Here rose the dragon-banner of our realm:
Here fought, here fell, our Norman-slandered king.
O garden blossoming out of English blood!
O strange hate-healer Time! We stroll and stare
Where might made right eight hundred years ago.
These lines of Tennyson on ‘Battle Abbey’ recall the fact that just as the Danes and Saxons were fused into one race, so would the Norman invaders mingle with their descendants, until to after-generations William as well as Harold should appear a national hero.
Domesday Book
In his own day ‘the Conqueror’ struck terror into the heart of the conquered. In 1069, when the North of England, too late to help Harold, rose in revolt, he laid waste a desert by sword and fire from the Humber to the Tees. When the Norman barons and English earls challenged his rule he threw them alike into dungeons. What seemed to the Saxon mind even more wonderful and horrible than his cruelty was the record of all the wealth of his kingdom that he caused to be compiled. This ‘Domesday Book’ contained a close account not only of the great estates, lay and ecclesiastical, but of every small hamlet, and even of the number of live stock on each farm.
‘So very narrowly did he cause the survey to be made,’ says the Anglo-Saxon Chronicle, ‘that there was not a single hide nor a rood of land, nor (it is shameful to relate that which he thought no shame to do) was there an ox, or a cow, or a pig, passed by that was not set down in the account.’
William, it can be seen, was thorough in his methods, both in war and peace, and through this very thoroughness he won the respect if not the affection of his new subjects. Ever since the death of Cnut the Dane, England had suffered either from actual civil war or from a weak ruler who allowed his nobles to quarrel and oppress the rest of the nation. As a result of the Norman Conquest the bulk of the population found that they had gained one tyrant instead of many; and how they appreciated the change is shown by the way, all through Norman times, the middle and lower classes would help their foreign king against his turbulent baronage.
This is what a monk, an Anglo-Saxon, and therefore by race an enemy of the Conqueror, wrote about him in his chronicle:
‘If any would know what manner of man King William was ... then will we describe him as we have known him.... This King William ... was a very wise and a great man, and more honoured and more powerful than any of his predecessors. He was mild to those good men who loved God, but severe beyond measure to those who withstood his will.... So also he was a very stern and wrathful man, so that none durst do anything against his will, and he kept in prison those Earls who acted against his pleasure. He removed bishops from their sees ... and at length he spared not his own brother Odo.
‘Amongst other things the good order that William established must not be forgotten; it was such that any man who was himself aught might travel over the kingdom with a bosom full of gold unmolested, and no man durst kill another, however great the injury he might have received from him.’

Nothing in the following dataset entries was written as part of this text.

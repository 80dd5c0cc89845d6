/// Session-scoped storage for the uploaded photo
///
/// The upload screen writes the encoded photo here on submit and the
/// results screen reads it back when it mounts. Screens never reach for
/// a global: they are handed an `ImageSlot` when they are constructed.
use std::collections::HashMap;
use std::sync::{Arc, PoisonError, RwLock};
use tracing::debug;

/// Fixed key of the uploaded-photo slot
pub const UPLOADED_IMAGE_KEY: &str = "uploadedImage";

/// A single string slot holding one encoded image
pub trait ImageSlot {
    /// Store the encoded image, replacing whatever was there
    fn put(&self, encoded_image: String);

    /// Read the encoded image back, if one was ever stored
    fn get(&self) -> Option<String>;
}

/// How screens hold the slot
pub type SharedImageSlot = Arc<dyn ImageSlot + Send + Sync>;

/// String key/value store that lives as long as the app session.
///
/// Cloning is cheap and every clone sees the same entries.
#[derive(Debug, Clone, Default)]
pub struct SessionStorage {
    entries: Arc<RwLock<HashMap<String, String>>>,
}

impl SessionStorage {
    pub fn new() -> Self {
        Self::default()
    }

    pub fn set_item(&self, key: &str, value: String) {
        // Entries stay whole even if a writer panicked
        let mut entries = self.entries.write().unwrap_or_else(PoisonError::into_inner);
        entries.insert(key.to_string(), value);
    }

    pub fn get_item(&self, key: &str) -> Option<String> {
        let entries = self.entries.read().unwrap_or_else(PoisonError::into_inner);
        entries.get(key).cloned()
    }
}

/// The uploaded-photo slot, backed by session storage
#[derive(Debug, Clone, Default)]
pub struct SessionImageStore {
    storage: SessionStorage,
}

impl SessionImageStore {
    pub fn new(storage: SessionStorage) -> Self {
        Self { storage }
    }
}

impl ImageSlot for SessionImageStore {
    fn put(&self, encoded_image: String) {
        debug!(key = UPLOADED_IMAGE_KEY, bytes = encoded_image.len(), "storing uploaded image");
        self.storage.set_item(UPLOADED_IMAGE_KEY, encoded_image);
    }

    fn get(&self) -> Option<String> {
        self.storage.get_item(UPLOADED_IMAGE_KEY)
    }
}

#[cfg(test)]
mod tests {
    use super::*;

    #[test]
    fn test_empty_slot_reads_none() {
        let store = SessionImageStore::default();
        assert_eq!(store.get(), None);
    }

    #[test]
    fn test_put_then_get() {
        let store = SessionImageStore::default();
        store.put("X".to_string());
        assert_eq!(store.get().as_deref(), Some("X"));
        // Reading does not consume the value
        assert_eq!(store.get().as_deref(), Some("X"));
    }

    #[test]
    fn test_last_write_wins() {
        let store = SessionImageStore::default();
        store.put("first".to_string());
        store.put("second".to_string());
        assert_eq!(store.get().as_deref(), Some("second"));
    }

    #[test]
    fn test_clones_share_the_slot() {
        let storage = SessionStorage::new();
        let writer = SessionImageStore::new(storage.clone());
        let reader = SessionImageStore::new(storage.clone());

        writer.put("data:image/png;base64,AAAA".to_string());

        assert_eq!(reader.get().as_deref(), Some("data:image/png;base64,AAAA"));
        assert_eq!(
            storage.get_item(UPLOADED_IMAGE_KEY).as_deref(),
            Some("data:image/png;base64,AAAA")
        );
    }

    #[test]
    fn test_other_keys_do_not_touch_the_slot() {
        let storage = SessionStorage::new();
        let store = SessionImageStore::new(storage.clone());

        storage.set_item("theme", "dark".to_string());

        assert_eq!(store.get(), None);
        assert_eq!(storage.get_item("theme").as_deref(), Some("dark"));
    }
}
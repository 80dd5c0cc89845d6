/// Looping slide position for the landing page carousel
use std::time::Duration;

/// Default autoplay delay between slides
pub const DEFAULT_AUTOPLAY_INTERVAL: Duration = Duration::from_millis(4000);

#[derive(Debug, Clone, Copy, PartialEq, Eq)]
pub struct Carousel {
    len: usize,
    index: usize,
}

impl Carousel {
    pub fn new(len: usize) -> Self {
        Self { len, index: 0 }
    }

    pub fn index(&self) -> usize {
        self.index
    }

    pub fn len(&self) -> usize {
        self.len
    }

    pub fn next(&mut self) {
        if self.len > 0 {
            self.index = (self.index + 1) % self.len;
        }
    }

    pub fn previous(&mut self) {
        if self.len > 0 {
            self.index = (self.index + self.len - 1) % self.len;
        }
    }

    /// Jump to a page dot. Out-of-range indices are ignored.
    pub fn go_to(&mut self, index: usize) {
        if index < self.len {
            self.index = index;
        }
    }
}
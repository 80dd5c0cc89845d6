/// State management module
///
/// This module holds everything the screens share that is not UI:
/// - Shared data structures (data.rs)
/// - The session-scoped photo slot (session.rs)
/// - The processing animation state machine (sequencer.rs)
/// - Static catalog data and the analysis seam (catalog.rs)
/// - Landing carousel position (carousel.rs)

pub mod carousel;
pub mod catalog;
pub mod data;
pub mod sequencer;
pub mod session;
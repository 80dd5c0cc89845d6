/// Screens the app can navigate to, named after their URL paths
#[derive(Debug, Clone, Copy, PartialEq, Eq, Hash)]
pub enum Route {
    Landing,
    Upload,
    Processing,
    Results,
    About,
}

impl Route {
    pub const ALL: [Route; 5] = [
        Route::Landing,
        Route::Upload,
        Route::Processing,
        Route::Results,
        Route::About,
    ];

    pub fn path(&self) -> &'static str {
        match self {
            Route::Landing => "/",
            Route::Upload => "/upload",
            Route::Processing => "/processing",
            Route::Results => "/results",
            Route::About => "/about",
        }
    }

    pub fn from_path(path: &str) -> Option<Self> {
        Self::ALL.into_iter().find(|route| route.path() == path)
    }
}
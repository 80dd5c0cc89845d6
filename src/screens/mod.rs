/// Full pages of the app
///
/// Each screen owns its state and its `Message` type. `update` returns
/// an `Action` telling the application what to do next; navigating away
/// drops the screen, which cancels whatever it still has running.
use iced::Task;

use crate::routes::Route;

pub mod about;
pub mod landing;
pub mod processing;
pub mod results;
pub mod upload;

pub enum Action<Message> {
    None,
    Run(Task<Message>),
    Navigate(Route),
}
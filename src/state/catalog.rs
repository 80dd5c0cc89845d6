/// Hairstyle catalog and the analysis seam
///
/// The catalog is static: six recommendations for the results screen and
/// five trending styles for the landing carousel. `StyleAnalyzer` is the
/// boundary a real face-analysis service would sit behind; today only the
/// mock implementation exists and it ignores the photo entirely.
use serde::Serialize;
use std::sync::Arc;

use super::data::{FaceShape, HairstyleRecommendation, TrendingStyle};

static RECOMMENDATIONS: [HairstyleRecommendation; 6] = [
    HairstyleRecommendation {
        id: 1,
        name: "Elegant Low Bun",
        description: "A classic and sophisticated low bun that complements oval and heart-shaped faces beautifully. Perfect for formal ceremonies.",
        match_score: 98,
        tags: &["Classic", "Elegant", "Formal"],
        image_url: "https://images.unsplash.com/photo-1595476108010-b4d1f102b1b1?w=400&h=500&fit=crop",
    },
    HairstyleRecommendation {
        id: 2,
        name: "Romantic Side Swept",
        description: "Soft, flowing waves swept to one side create a romantic and glamorous look. Ideal for beach and garden weddings.",
        match_score: 95,
        tags: &["Romantic", "Flowing", "Beach"],
        image_url: "https://images.unsplash.com/photo-1522337360788-8b13dee7a37e?w=400&h=500&fit=crop",
    },
    HairstyleRecommendation {
        id: 3,
        name: "Braided Crown Updo",
        description: "An intricate braided crown that adds a whimsical, fairy-tale touch. Perfect for bohemian-style weddings.",
        match_score: 92,
        tags: &["Bohemian", "Braided", "Whimsical"],
        image_url: "https://images.unsplash.com/photo-1519699047748-de8e457a634e?w=400&h=500&fit=crop",
    },
    HairstyleRecommendation {
        id: 4,
        name: "Classic Chignon",
        description: "A timeless French chignon that exudes sophistication and grace. Works beautifully with veils and tiaras.",
        match_score: 89,
        tags: &["Timeless", "French", "Sophisticated"],
        image_url: "https://images.unsplash.com/photo-1492106087820-71f1a00d2b11?w=400&h=500&fit=crop",
    },
    HairstyleRecommendation {
        id: 5,
        name: "Loose Romantic Waves",
        description: "Effortlessly beautiful loose waves that frame the face perfectly. Great for a natural, relaxed bridal look.",
        match_score: 87,
        tags: &["Natural", "Relaxed", "Modern"],
        image_url: "https://images.unsplash.com/photo-1531746020798-e6953c6e8e04?w=400&h=500&fit=crop",
    },
    HairstyleRecommendation {
        id: 6,
        name: "Vintage Hollywood Waves",
        description: "Glamorous Old Hollywood waves that bring vintage elegance to your wedding day. Perfect for evening ceremonies.",
        match_score: 85,
        tags: &["Vintage", "Glamorous", "Hollywood"],
        image_url: "https://images.unsplash.com/photo-1502823403499-6ccfcf4fb453?w=400&h=500&fit=crop",
    },
];

static TRENDING: [TrendingStyle; 5] = [
    TrendingStyle {
        id: 1,
        name: "Elegant Low Bun",
        category: "Classic",
        image_url: "https://images.unsplash.com/photo-1595476108010-b4d1f102b1b1?w=800&h=600&fit=crop",
        rating: 4.9,
    },
    TrendingStyle {
        id: 2,
        name: "Romantic Side Swept",
        category: "Romantic",
        image_url: "https://images.unsplash.com/photo-1522337360788-8b13dee7a37e?w=800&h=600&fit=crop",
        rating: 4.9,
    },
    TrendingStyle {
        id: 3,
        name: "Braided Crown",
        category: "Bohemian",
        image_url: "https://images.unsplash.com/photo-1519699047748-de8e457a634e?w=800&h=600&fit=crop",
        rating: 4.9,
    },
    TrendingStyle {
        id: 4,
        name: "Classic Chignon",
        category: "Timeless",
        image_url: "https://images.unsplash.com/photo-1492106087820-71f1a00d2b11?w=800&h=600&fit=crop",
        rating: 4.9,
    },
    TrendingStyle {
        id: 5,
        name: "Loose Waves",
        category: "Natural",
        image_url: "https://images.unsplash.com/photo-1531746020798-e6953c6e8e04?w=800&h=600&fit=crop",
        rating: 4.9,
    },
];

/// The fixed list of recommendations
pub struct RecommendationCatalog;

impl RecommendationCatalog {
    /// Always the same six entries, in the same order
    pub fn list() -> &'static [HairstyleRecommendation] {
        &RECOMMENDATIONS
    }

    /// Slides for the landing page carousel
    pub fn trending() -> &'static [TrendingStyle] {
        &TRENDING
    }
}

/// Outcome of analyzing a photo
#[derive(Serialize, Debug, Clone, PartialEq)]
pub struct Analysis {
    pub face_shape: FaceShape,
    pub recommendations: Vec<HairstyleRecommendation>,
}

impl Analysis {
    pub fn styles_found(&self) -> usize {
        self.recommendations.len()
    }

    pub fn best_match(&self) -> u8 {
        self.recommendations
            .iter()
            .map(|style| style.match_score)
            .max()
            .unwrap_or(0)
    }
}

/// Turns an uploaded photo into a face shape and ranked recommendations
pub trait StyleAnalyzer {
    /// `encoded_image` is the `data:` URL from the session slot, if any
    fn analyze(&self, encoded_image: Option<&str>) -> Analysis;
}

/// How screens hold the analyzer
pub type SharedAnalyzer = Arc<dyn StyleAnalyzer + Send + Sync>;

/// Reports an oval face and the static catalog, whatever the input
#[derive(Debug, Clone, Copy, Default)]
pub struct MockAnalyzer;

impl StyleAnalyzer for MockAnalyzer {
    fn analyze(&self, _encoded_image: Option<&str>) -> Analysis {
        Analysis {
            face_shape: FaceShape::Oval,
            recommendations: RecommendationCatalog::list().to_vec(),
        }
    }
}

#[cfg(test)]
mod tests {
    use super::*;

    #[test]
    fn test_catalog_is_fixed() {
        let first = RecommendationCatalog::list();
        let second = RecommendationCatalog::list();

        assert_eq!(first, second);
        assert_eq!(first.len(), 6);
        assert_eq!(
            first.iter().map(|s| s.id).collect::<Vec<_>>(),
            vec![1, 2, 3, 4, 5, 6]
        );
        assert_eq!(first[0].name, "Elegant Low Bun");
        assert_eq!(first[5].name, "Vintage Hollywood Waves");
    }

    #[test]
    fn test_scores_in_range_and_descending() {
        let scores: Vec<u8> = RecommendationCatalog::list()
            .iter()
            .map(|s| s.match_score)
            .collect();

        assert!(scores.iter().all(|&score| score <= 100));
        assert!(scores.windows(2).all(|w| w[0] >= w[1]));
        assert_eq!(scores[0], 98);
    }

    #[test]
    fn test_every_style_has_tags() {
        for style in RecommendationCatalog::list() {
            assert_eq!(style.tags.len(), 3, "{} should carry three tags", style.name);
            assert!(style.image_url.starts_with("https://"));
        }
    }

    #[test]
    fn test_mock_analyzer_ignores_input() {
        let analyzer = MockAnalyzer;
        let without_photo = analyzer.analyze(None);
        let with_photo = analyzer.analyze(Some("data:image/jpeg;base64,/9j/4AAQ"));

        assert_eq!(without_photo, with_photo);
        assert_eq!(with_photo.face_shape, FaceShape::Oval);
        assert_eq!(with_photo.recommendations, RecommendationCatalog::list());
        assert_eq!(with_photo.styles_found(), 6);
        assert_eq!(with_photo.best_match(), 98);
    }

    #[test]
    fn test_trending_slides() {
        let slides = RecommendationCatalog::trending();
        assert_eq!(slides.len(), 5);
        assert_eq!(slides[2].name, "Braided Crown");
        assert_eq!(slides[2].category, "Bohemian");
    }
}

A few lines farther on the chronicler, having mentioned the peace that William gave, sadly relates the tyranny that was the price he extorted in exchange:
‘Truly there was much trouble in these times and very great distress; he caused castles to be built and oppressed the poor.... He was given to avarice and greedily loved gain. He made large forests for the deer, and enacted laws therewith, so that whoever killed a hart or a hind should be blinded ..., he loved the tall stags as if he were their father. He also appointed concerning the hares that they should go free. The rich complained and the poor murmured, but he was so sturdy that he recked nought of them; they must will all that the king willed if they would live.... Alas that any man should so exalt himself.... May Almighty God show mercy to his soul!’